Argentina is one of those countries with enormous difficulty in coming to terms with its past and therefore has the same problem in getting rid of its ghosts, looking forward and growing.
I approached Buenos Aires, bearing in mind the names of the streets and the images evoked by the pages of literature and news stories I had read over the years. Among the many suggestions, perhaps the most present were the wandering around the city of Horacio Oliveira, protagonist of “Rayuela” by Julio Cortazar, and the sombre but hopeful atmospheres reported by Enrico Calamai, heroic Italian consul in the Argentine capital and Chile, who in “Niente Asilo Politico” and “Faremo l’America” testifies to his commitment to rescuing political refugees during the years of dictatorship.

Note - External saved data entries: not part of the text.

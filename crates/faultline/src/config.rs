//! Configuration loading and types

use std::path::{Path, PathBuf};

use faultline_core::Messages;
use serde::{Deserialize, Serialize};
use thiserror::Error;

/// Errors raised while loading the configuration file
#[derive(Error, Debug)]
pub enum ConfigError {
    /// File could not be read
    #[error("failed to read config {}: {source}", .path.display())]
    Read {
        path: PathBuf,
        source: std::io::Error,
    },

    /// File is not valid TOML for [`Config`]
    #[error("failed to parse config {}: {source}", .path.display())]
    Parse {
        path: PathBuf,
        source: toml::de::Error,
    },
}

/// Top-level configuration for the faultline daemon
#[derive(Debug, Clone, Default, Serialize, Deserialize)]
pub struct Config {
    /// HTTP server settings
    #[serde(default)]
    pub server: ServerConfig,
    /// Route protection and known users
    #[serde(default)]
    pub security: SecurityConfig,
    /// Fixed error response sentences
    #[serde(default)]
    pub messages: Messages,
}

/// HTTP server settings
#[derive(Debug, Clone, Serialize, Deserialize)]
pub struct ServerConfig {
    /// Address and port to bind to
    #[serde(default = "default_bind")]
    pub bind: String,
    /// Log level (trace, debug, info, warn, error), `RUST_LOG` wins when set
    #[serde(default = "default_log_level")]
    pub log_level: String,
    /// Log line format
    #[serde(default)]
    pub log_format: LogFormat,
}

impl Default for ServerConfig {
    fn default() -> Self {
        Self {
            bind: default_bind(),
            log_level: default_log_level(),
            log_format: LogFormat::default(),
        }
    }
}

/// Log output format
#[derive(Debug, Clone, Copy, Default, PartialEq, Eq, Serialize, Deserialize)]
#[serde(rename_all = "lowercase")]
pub enum LogFormat {
    #[default]
    Pretty,
    Json,
}

/// Route protection settings
#[derive(Debug, Clone, Serialize, Deserialize)]
pub struct SecurityConfig {
    /// Path prefixes reachable without credentials
    #[serde(default = "default_public_paths")]
    pub public_paths: Vec<String>,
    /// Path prefix that requires `admin_role`
    #[serde(default = "default_admin_prefix")]
    pub admin_prefix: String,
    /// Role granting access to `admin_prefix`
    #[serde(default = "default_admin_role")]
    pub admin_role: String,
    /// Users accepted by HTTP Basic authentication
    #[serde(default)]
    pub users: Vec<UserConfig>,
}

impl Default for SecurityConfig {
    fn default() -> Self {
        Self {
            public_paths: default_public_paths(),
            admin_prefix: default_admin_prefix(),
            admin_role: default_admin_role(),
            users: Vec::new(),
        }
    }
}

/// A user accepted by HTTP Basic authentication
#[derive(Debug, Clone, Serialize, Deserialize)]
pub struct UserConfig {
    pub name: String,
    pub password: String,
    #[serde(default)]
    pub roles: Vec<String>,
}

fn default_bind() -> String {
    "127.0.0.1:8080".to_string()
}

fn default_log_level() -> String {
    "info".to_string()
}

fn default_public_paths() -> Vec<String> {
    ["/health", "/api-docs", "/scalar"]
        .into_iter()
        .map(String::from)
        .collect()
}

fn default_admin_prefix() -> String {
    "/admin".to_string()
}

fn default_admin_role() -> String {
    "ADMIN".to_string()
}

impl Config {
    /// Load configuration from file
    ///
    /// # Errors
    /// Returns error if file cannot be read or parsed
    pub fn load(path: &Path) -> Result<Self, ConfigError> {
        let content = std::fs::read_to_string(path).map_err(|source| ConfigError::Read {
            path: path.to_path_buf(),
            source,
        })?;
        toml::from_str(&content).map_err(|source| ConfigError::Parse {
            path: path.to_path_buf(),
            source,
        })
    }

    /// Load from default paths or use defaults
    ///
    /// # Errors
    /// Returns error if a discovered file cannot be read or parsed
    pub fn load_default() -> Result<Self, ConfigError> {
        // Check environment variable
        if let Ok(path) = std::env::var("FAULTLINE_CONFIG") {
            return Self::load(Path::new(&path));
        }

        // Try common paths
        let paths = [
            PathBuf::from("faultline.toml"),
            PathBuf::from("/etc/faultline/faultline.toml"),
            dirs::config_dir()
                .map(|p| p.join("faultline/faultline.toml"))
                .unwrap_or_default(),
        ];

        for path in paths {
            if path.is_file() {
                return Self::load(&path);
            }
        }

        tracing::warn!("no config file found, using defaults");
        Ok(Config::default())
    }
}

#[cfg(test)]
mod tests {
    use super::*;

    #[test]
    fn test_empty_config_uses_defaults() {
        let config: Config = toml::from_str("").unwrap();
        assert_eq!(config.server.bind, "127.0.0.1:8080");
        assert_eq!(config.server.log_format, LogFormat::Pretty);
        assert_eq!(config.security.admin_prefix, "/admin");
        assert_eq!(config.security.admin_role, "ADMIN");
        assert_eq!(config.security.public_paths, ["/health", "/api-docs", "/scalar"]);
        assert!(config.security.users.is_empty());
        assert_eq!(config.messages, Messages::default());
    }

    #[test]
    fn test_full_config() {
        let config: Config = toml::from_str(
            r#"
            [server]
            bind = "0.0.0.0:9000"
            log_format = "json"

            [security]
            public_paths = ["/health"]

            [[security.users]]
            name = "root"
            password = "hunter2"
            roles = ["ADMIN"]

            [messages]
            forbidden = "acceso denegado"
            "#,
        )
        .unwrap();

        assert_eq!(config.server.bind, "0.0.0.0:9000");
        assert_eq!(config.server.log_level, "info");
        assert_eq!(config.server.log_format, LogFormat::Json);
        assert_eq!(config.security.public_paths, ["/health"]);
        assert_eq!(config.security.users[0].roles, ["ADMIN"]);
        assert_eq!(config.messages.forbidden, "acceso denegado");
        assert_eq!(config.messages.conflict, "conflict with current resource state");
    }

    #[test]
    fn test_load_missing_file() {
        let err = Config::load(Path::new("/nonexistent/faultline.toml")).unwrap_err();
        assert!(matches!(err, ConfigError::Read { .. }));
    }
}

The reportage I made in August 2010, when the terrible Santa Rosa blizzard raged, testifies with absolute topicality to the melancholy and wounds of a country that continues to relive its past and its mistakes.

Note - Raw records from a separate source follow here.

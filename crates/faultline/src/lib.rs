//! faultline daemon
//!
//! axum HTTP server that reports every failure through the standard error
//! contract: an error boundary resolving handler failures, HTTP Basic route
//! protection with uniform 401/403 bodies, validating extractors and the
//! OpenAPI description of the contract.

pub mod api;
pub mod config;
pub mod docs;
pub mod router;
pub mod security;
pub mod state;

pub use api::{AppError, ValidJson, ValidQuery};
pub use config::Config;
pub use router::{create_router, with_error_handling};
pub use state::AppState;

We were, then as now, amid an economic and financial crisis that held a large part of the Argentine population in check, a population still struggling with the ghosts of the great tragedies of the 1970s and 1980s: the dictatorship, the Desaparecidos, the Malvinas-Falklands war, and political and financial instability.
Tragedies and hardships were tirelessly witnessed in Plaza de Mayo by the mothers, grandmothers and fathers of the Desaparecidos, by the veterans of the Malvinas war, and in Plaza Lavalle by the protesting pensioners.